To ensure reliable maintenance of thousands of packages, we use a semi-automatic, agent-assisted development workflow (Supplementary Fig.
\ref{491724}d), orchestrated by a suite of tools we authored and maintain (
bioconda-utils,
https://github.com/bioconda/bioconda-utils). All Bioconda recipes are hosted in a GitHub repository (
https://github.com/bioconda/bioconda-recipes). Both the addition of new recipes and the update of existing recipes in Bioconda is handled via
pull requests. A contributor opens a pull request on the GitHub repository with a modified version of one or more recipes, and these changes are automatically compared against the current state of Bioconda. Once a pull request arrives, our infrastructure performs several automatic checks. Problems discovered in any step are reported to the contributor and further progress is blocked until they are resolved. First, the modified recipes are checked for syntactic anti-patterns, i.e., formulations that are syntactically correct but bad style (termed
linting). This process ensures consistency across all submitted recipes, serving as an initial quality-control step and easing the automated maintenance of recipes. Second, the modified recipes are built on Linux and macOS, via a cloud based, free-of-charge service (
https://travis-ci.org). Successfully built recipes are tested (e.g., by running the generated executable). Since Bioconda packages must be able to run on any supported system, it is important to check that the built packages do not rely on particular elements from the build environment. Therefore, testing happens in two stages: (a) test cases are executed in the full build environment and (b) test cases are executed in a minimal Docker (
https://docker.com) container which purposefully lacks all non-common system libraries. Hence, a dependency that is not explicitly defined will lead to a failure in the latter, more stringent test.
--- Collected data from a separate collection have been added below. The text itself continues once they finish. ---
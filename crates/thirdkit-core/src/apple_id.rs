//! Sign in with Apple boundary (`ASAuthorizationAppleIDProvider`).

#[derive(Debug, Clone, Copy, PartialEq, Eq)]
pub enum AppleIdScope {
    FullName,
    Email,
}

#[derive(Debug, Clone, Default, PartialEq, Eq)]
pub struct PersonName {
    pub family_name: Option<String>,
    pub given_name: Option<String>,
}

#[derive(Debug, Clone, Default, PartialEq, Eq)]
pub struct AppleIdCredential {
    /// Stable opaque user identifier.
    pub user: String,
    /// JWT bytes; absent on malformed authorizations.
    pub identity_token: Option<Vec<u8>>,
    pub authorization_code: Option<Vec<u8>>,
    pub full_name: Option<PersonName>,
    pub email: Option<String>,
}

impl AppleIdCredential {
    /// Family name followed by given name, `None` when both are missing or empty.
    pub fn display_name(&self) -> Option<String> {
        let name = self
            .full_name
            .as_ref()
            .map(|n| {
                format!(
                    "{}{}",
                    n.family_name.as_deref().unwrap_or_default(),
                    n.given_name.as_deref().unwrap_or_default()
                )
            })
            .unwrap_or_default();
        (!name.is_empty()).then_some(name)
    }
}

/// `ASAuthorizationError.Code`.
#[derive(Debug, Clone, Copy, PartialEq, Eq)]
pub enum AuthorizationErrorCode {
    Unknown,
    Canceled,
    InvalidResponse,
    NotHandled,
    Failed,
    NotInteractive,
    Other(i64),
}

impl AuthorizationErrorCode {
    pub fn from_raw(raw: i64) -> Self {
        match raw {
            1000 => Self::Unknown,
            1001 => Self::Canceled,
            1002 => Self::InvalidResponse,
            1003 => Self::NotHandled,
            1004 => Self::Failed,
            1005 => Self::NotInteractive,
            other => Self::Other(other),
        }
    }

    pub fn raw(self) -> i64 {
        match self {
            Self::Unknown => 1000,
            Self::Canceled => 1001,
            Self::InvalidResponse => 1002,
            Self::NotHandled => 1003,
            Self::Failed => 1004,
            Self::NotInteractive => 1005,
            Self::Other(raw) => raw,
        }
    }
}

pub type AuthorizationCompletion =
    Box<dyn FnOnce(Result<AppleIdCredential, AuthorizationErrorCode>) + Send>;

/// Runs the system identity authorization sheet.
pub trait AppleIdProvider: Send + Sync {
    fn perform_request(&self, scopes: &[AppleIdScope], completion: AuthorizationCompletion);
}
Once the
build and
test steps have succeeded, a member of the Bioconda team reviews the proposed changes and, if acceptable, merges the modifications into the official repository. Upon merging, packages are uploaded to the hosted Bioconda channel (
https://anaconda.org/bioconda), where they become available via the Conda package manager. When a Bioconda package is updated to a new version, older builds are generally preserved, and recipes for multiple older versions may be maintained in the Bioconda repository.
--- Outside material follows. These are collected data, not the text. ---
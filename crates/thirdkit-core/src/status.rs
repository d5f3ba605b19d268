use crate::alipay::{result_status, AlipayReply};
use crate::apple_id::AuthorizationErrorCode;
use crate::wechat::err_code;

/// Terminal outcome of a payment, login or share action.
///
/// `T` is the success payload; capabilities that have none use `()`.
#[derive(Debug, Clone, PartialEq, Eq)]
pub enum ResultStatus<T = ()> {
    /// Generic vendor failure.
    Fail,
    Success(Option<T>),
    /// The user backed out of the vendor UI.
    Cancel,
    /// Local precondition violation or malformed vendor payload.
    Unusual(String),
    /// Vendor code with no mapping.
    Unknown,
}

impl<T> ResultStatus<T> {
    pub fn unusual(message: impl Into<String>) -> Self {
        Self::Unusual(message.into())
    }

    /// Map a WeChat `errCode`. `payload` is only evaluated on success.
    pub fn from_wechat(code: i32, payload: impl FnOnce() -> Option<T>) -> Self {
        match code {
            err_code::SUCCESS => Self::Success(payload()),
            err_code::USER_CANCEL => Self::Cancel,
            _ => Self::Fail,
        }
    }

    pub fn kind(&self) -> &'static str {
        match self {
            Self::Fail => "fail",
            Self::Success(_) => "success",
            Self::Cancel => "cancel",
            Self::Unusual(_) => "unusual",
            Self::Unknown => "unknown",
        }
    }
}

impl ResultStatus {
    /// Map an Alipay result dictionary. A missing `resultStatus` is `Unknown`.
    pub fn from_alipay(reply: &AlipayReply) -> Self {
        if reply.result_status.is_none() {
            return Self::Unknown;
        }
        match reply.status_code() {
            Some(result_status::SUCCESS) => Self::Success(None),
            Some(result_status::USER_CANCEL) => Self::Cancel,
            _ => Self::Fail,
        }
    }
}

impl<T> From<AuthorizationErrorCode> for ResultStatus<T> {
    fn from(code: AuthorizationErrorCode) -> Self {
        match code {
            AuthorizationErrorCode::Canceled => Self::Cancel,
            AuthorizationErrorCode::Failed => Self::Fail,
            AuthorizationErrorCode::InvalidResponse => {
                Self::unusual("invalid authorization response")
            }
            AuthorizationErrorCode::NotHandled => {
                Self::unusual("authorization request not handled")
            }
            AuthorizationErrorCode::Unknown => Self::Unknown,
            AuthorizationErrorCode::NotInteractive | AuthorizationErrorCode::Other(_) => Self::Fail,
        }
    }
}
Above process appears to scale well with the growing number of recipes and contributors (Supplementary Fig. \ref{491724}a,b). The usual turnaround time of the workflow is short (Supplementary Fig. \ref{491724}e): 61% of the pull requests are merged within 5 hours. Of those, 36% are even merged within 1 hour. Only 18% of the pull requests need more than a day. Hence, publishing software in Bioconda or updating already existing packages can be accomplished typically within minutes to a few hours.
Using Bioconda as a service to obtain packages for local installation entails trusting that (a) the provided software itself is not harmful and (b) it has not been modified in a harmful way. Ensuring (a) is up to the user. In contrast, (b) is handled by our workflow. First, source code or binary files defined in recipes are checked for integrity via MD5 or SHA256 hash values. Second, all review and testing steps are enforced via the GitHub interface. This guarantees that all packages have been tested automatically and reviewed by a human being. Third, all changes to the repository of recipes are publicly tracked, and all build and test steps are transparently visible to the user. Finally, the automatic parts of the development workflow are implemented in the open-source software bioconda-utils. In the future, we will further explore the possibility to sign packages cryptographically.